Mother Bird was not very talkative. Not very warm. Very still. See, Mother Bird was Janet Rightson, 1963-2009, may she rest in peace, and Little Miss Bird was happily leading me through rows of headstones and epitaphs to her grave, where all the sinister magic took place.

My uneasy questions were met with smiles and giggles. "Don't worry, she'll really like you," she said to ease what she thought was the worry behind my uneasy glances. My thoughts, however, were far from worrying about making a good impression on this woman. What must this look like, I wondered anxiously, a 34-year-old man being led through a graveyard by a little girl? But no one was around, and if they were I could have made some excuse about visiting the deceased with my niece. And, I continued reassuring myself, at this rate, I would be doing the girl a favour reporting any unsavoury behaviour to her caregivers. What kind of kid navigates a graveyard with a smile?

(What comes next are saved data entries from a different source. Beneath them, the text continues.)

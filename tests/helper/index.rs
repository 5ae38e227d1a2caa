//! In-memory release index for end-to-end survey tests

use std::collections::HashSet;
use std::path::{Path, PathBuf};
use std::sync::atomic::{AtomicUsize, Ordering};

use async_trait::async_trait;
use serde_json::json;

use dist_surveyor::index::error::IndexError;
use dist_surveyor::index::registry::ReleaseIndex;
use dist_surveyor::index::types::{ModuleFileHit, ReleaseFile, ReleaseMetadata};
use dist_surveyor::inventory::InstalledModule;
use dist_surveyor::version::PerlVersion;

/// A release served by [`FakeIndex`]
#[derive(Debug, Clone)]
pub struct FakeRelease {
    pub author: String,
    pub distribution: String,
    pub version: String,
    pub files: Vec<ReleaseFile>,
}

impl FakeRelease {
    pub fn new(author: &str, distribution: &str, version: &str) -> Self {
        Self {
            author: author.to_string(),
            distribution: distribution.to_string(),
            version: version.to_string(),
            files: Vec::new(),
        }
    }

    pub fn name(&self) -> String {
        format!("{}-{}", self.distribution, self.version)
    }

    /// Add a module file at `lib/<Module/Path>.pm`
    pub fn module(mut self, name: &str, version: Option<&str>, size: u64) -> Self {
        self.files.push(ReleaseFile {
            path: format!("lib/{}.pm", name.replace("::", "/")),
            module_name: name.to_string(),
            module_version: version.map(str::to_string),
            file_size: size,
        });
        self
    }
}

/// Answers queries from a fixed set of releases.
///
/// Unversioned module files are indexed as version `0`, the version an
/// unversioned local module is queried with.
#[derive(Debug, Default)]
pub struct FakeIndex {
    releases: Vec<FakeRelease>,
    too_broad: HashSet<String>,
    without_metadata: HashSet<String>,
    calls: AtomicUsize,
}

impl FakeIndex {
    pub fn new() -> Self {
        Self::default()
    }

    pub fn with_release(mut self, release: FakeRelease) -> Self {
        self.releases.push(release);
        self
    }

    /// Module queries for `module` fail with `CountExceeded`
    pub fn too_broad(mut self, module: &str) -> Self {
        self.too_broad.insert(module.to_string());
        self
    }

    /// Metadata lookups for `release` fail with `NotFound`
    pub fn without_metadata(mut self, release: &str) -> Self {
        self.without_metadata.insert(release.to_string());
        self
    }

    pub fn calls(&self) -> usize {
        self.calls.load(Ordering::SeqCst)
    }

    fn find(&self, author: &str, release: &str) -> Option<&FakeRelease> {
        self.releases
            .iter()
            .find(|r| r.author == author && r.name() == release)
    }
}

#[async_trait]
impl ReleaseIndex for FakeIndex {
    async fn files_by_module(
        &self,
        module: &str,
        versions: &[String],
        file_size: Option<u64>,
    ) -> Result<Vec<ModuleFileHit>, IndexError> {
        self.calls.fetch_add(1, Ordering::SeqCst);

        if self.too_broad.contains(module) {
            return Err(IndexError::CountExceeded {
                query: module.to_string(),
                count: 5000,
                limit: 5000,
            });
        }

        let hits = self
            .releases
            .iter()
            .filter(|release| {
                release.files.iter().any(|file| {
                    let indexed = file.module_version.as_deref().unwrap_or("0");
                    file.module_name == module
                        && versions.iter().any(|v| v == indexed)
                        && file_size.is_none_or(|size| size == file.file_size)
                })
            })
            .map(|release| ModuleFileHit {
                release: release.name(),
                author: release.author.clone(),
                distribution: release.distribution.clone(),
                version: Some(release.version.clone()),
                date: Some("2020-01-02T03:04:05".to_string()),
                download_url: None,
                maturity: Some("released".to_string()),
            })
            .collect();

        Ok(hits)
    }

    async fn files_by_release(
        &self,
        author: &str,
        release: &str,
    ) -> Result<Vec<ReleaseFile>, IndexError> {
        self.calls.fetch_add(1, Ordering::SeqCst);

        self.find(author, release)
            .map(|r| r.files.clone())
            .ok_or_else(|| IndexError::NotFound(release.to_string()))
    }

    async fn release_metadata(
        &self,
        author: &str,
        release: &str,
    ) -> Result<ReleaseMetadata, IndexError> {
        self.calls.fetch_add(1, Ordering::SeqCst);

        if self.without_metadata.contains(release) {
            return Err(IndexError::NotFound(release.to_string()));
        }
        let found = self
            .find(author, release)
            .ok_or_else(|| IndexError::NotFound(release.to_string()))?;

        let metadata = json!({
            "name": found.name(),
            "distribution": found.distribution,
            "author": found.author,
            "version": found.version,
            "date": "2020-01-02T03:04:05",
            "status": "cpan"
        });
        metadata
            .as_object()
            .cloned()
            .ok_or_else(|| IndexError::InvalidResponse("metadata is not an object".to_string()))
    }
}

/// An installed module as the scanner would report it
pub fn installed(name: &str, version: Option<&str>, size: u64) -> InstalledModule {
    InstalledModule {
        name: name.to_string(),
        version: version.map(|v| PerlVersion::parse(v).unwrap()),
        file_size: size,
        path: PathBuf::from(format!("/perl/lib/{}.pm", name.replace("::", "/"))),
    }
}

/// Write a module file declaring `version` and return its size in bytes
pub fn write_module(lib: &Path, name: &str, version: &str) -> u64 {
    let path = lib.join(format!("{}.pm", name.replace("::", "/")));
    std::fs::create_dir_all(path.parent().unwrap()).unwrap();
    let source = format!("package {};\nour $VERSION = '{}';\n1;\n", name, version);
    std::fs::write(&path, &source).unwrap();
    source.len() as u64
}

"Hi mom," she smiled, "I brought a friend today!" She waited for me to introduce myself to the stone's inscription. "He wanted to see you make my bird better. So! Please make my little bird better!" She then placed the lifeless, brown, speckle feathered husk in front of the grave, clapped her hands twice, and seemed to say a little prayer.

After that, she said we could just check up on the bird next weekend and it should be all better. She cheerfully waved me off and left me to return to the office. I spent the remainder of the day thinking how rough some kids have it.